──────── Given data ────────

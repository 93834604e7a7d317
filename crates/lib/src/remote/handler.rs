//! Server side of the remote binding.
//!
//! [`handle_request`] maps a decoded request onto a [`Channels`] instance and
//! is independent of the HTTP framework; [`router`] mounts it on axum.

use std::sync::Arc;

use axum::{
    Json, Router,
    extract::{State, rejection::JsonRejection},
    http::StatusCode,
    routing::{get, post},
};
use serde::Serialize;
use serde::de::DeserializeOwned;
use serde_json::{Value, json};

use super::protocol::{ErrorBody, Method, RemoteRequest};
use crate::channel::{Channels, GetQuery, ListQuery};

/// Handles one remote request and returns the HTTP status and JSON body.
///
/// When `expected_token` is set, a request carrying any other token is
/// rejected with 401 before it reaches the store.
pub async fn handle_request(
    channels: &Channels,
    request: RemoteRequest,
    expected_token: Option<&str>,
) -> (u16, Value) {
    let method = request.method;
    let path = request.path.clone();

    if expected_token.is_some_and(|expected| expected != request.token) {
        tracing::debug!(%method, path, "Rejected request with invalid token");
        return error_response(ErrorBody::new(401, "Unauthorized"));
    }

    match dispatch(channels, request).await {
        Ok(body) => {
            tracing::debug!(%method, path, "Handled remote request");
            (200, body)
        }
        Err(err) => {
            if err.code >= 500 {
                tracing::warn!(%method, path, code = err.code, message = %err.message, "Remote request failed");
            } else {
                tracing::debug!(%method, path, code = err.code, message = %err.message, "Remote request refused");
            }
            error_response(err)
        }
    }
}

async fn dispatch(channels: &Channels, request: RemoteRequest) -> Result<Value, ErrorBody> {
    let RemoteRequest {
        method, path, data, ..
    } = request;

    match method {
        Method::Put => encode(channels.put(&path, data).await?),
        Method::Get => {
            let query: Option<GetQuery> = decode_query(data)?;
            encode(channels.get(&path, query.as_ref()).await?)
        }
        Method::Del => encode(channels.del(&path).await?),
        Method::List => {
            let query: ListQuery = decode_query(data)?.unwrap_or_default();
            encode(channels.list(&path, &query).await?)
        }
    }
}

/// Decodes a query from request data. Null means no query.
fn decode_query<T: DeserializeOwned>(data: Value) -> Result<Option<T>, ErrorBody> {
    if data.is_null() {
        return Ok(None);
    }
    serde_json::from_value(data)
        .map(Some)
        .map_err(|e| ErrorBody::new(400, format!("Invalid query: {e}")))
}

fn encode(value: impl Serialize) -> Result<Value, ErrorBody> {
    serde_json::to_value(value).map_err(|e| ErrorBody::new(500, e.to_string()))
}

fn error_response(err: ErrorBody) -> (u16, Value) {
    (err.code, json!({ "code": err.code, "message": err.message }))
}

impl From<crate::Error> for ErrorBody {
    fn from(err: crate::Error) -> Self {
        ErrorBody::new(err.status_code(), err.to_string())
    }
}

#[derive(Clone)]
struct ServerState {
    channels: Channels,
    token: Option<Arc<str>>,
}

/// Builds the axum router serving `channels`.
///
/// - `POST /api/v0` accepts [`RemoteRequest`] bodies
/// - `GET /health` answers `{"status": "healthy"}`
///
/// With `token` set every request must carry exactly that token.
pub fn router(channels: Channels, token: Option<String>) -> Router {
    Router::new()
        .route("/api/v0", post(handle_api_request))
        .route("/health", get(handle_health))
        .with_state(ServerState {
            channels,
            token: token.map(Arc::from),
        })
}

/// Handler for POST /api/v0
async fn handle_api_request(
    State(state): State<ServerState>,
    payload: Result<Json<RemoteRequest>, JsonRejection>,
) -> (StatusCode, Json<Value>) {
    let (status, body) = match payload {
        Ok(Json(request)) => handle_request(&state.channels, request, state.token.as_deref()).await,
        Err(rejection) => error_response(ErrorBody::new(400, rejection.body_text())),
    };
    let status = StatusCode::from_u16(status).unwrap_or(StatusCode::INTERNAL_SERVER_ERROR);
    (status, Json(body))
}

/// Handler for GET /health
async fn handle_health() -> Json<Value> {
    Json(json!({ "status": "healthy", "service": "channeldb" }))
}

────────

Work order: Up to and including the line that contains "other token is", restate word for word every line of the entries, starting from the first.

Answer for the task:
repository 93834604e7a7d317
filename crates/lib/src/remote/handler.rs
//! Server side of the remote binding.
//!
//! [`handle_request`] maps a decoded request onto a [`Channels`] instance and
//! is independent of the HTTP framework; [`router`] mounts it on axum.

use std::sync::Arc;

use axum::{
    Json, Router,
    extract::{State, rejection::JsonRejection},
    http::StatusCode,
    routing::{get, post},
};
use serde::Serialize;
use serde::de::DeserializeOwned;
use serde_json::{Value, json};

use super::protocol::{ErrorBody, Method, RemoteRequest};
use crate::channel::{Channels, GetQuery, ListQuery};

/// Handles one remote request and returns the HTTP status and JSON body.
///
/// When `expected_token` is set, a request carrying any other token is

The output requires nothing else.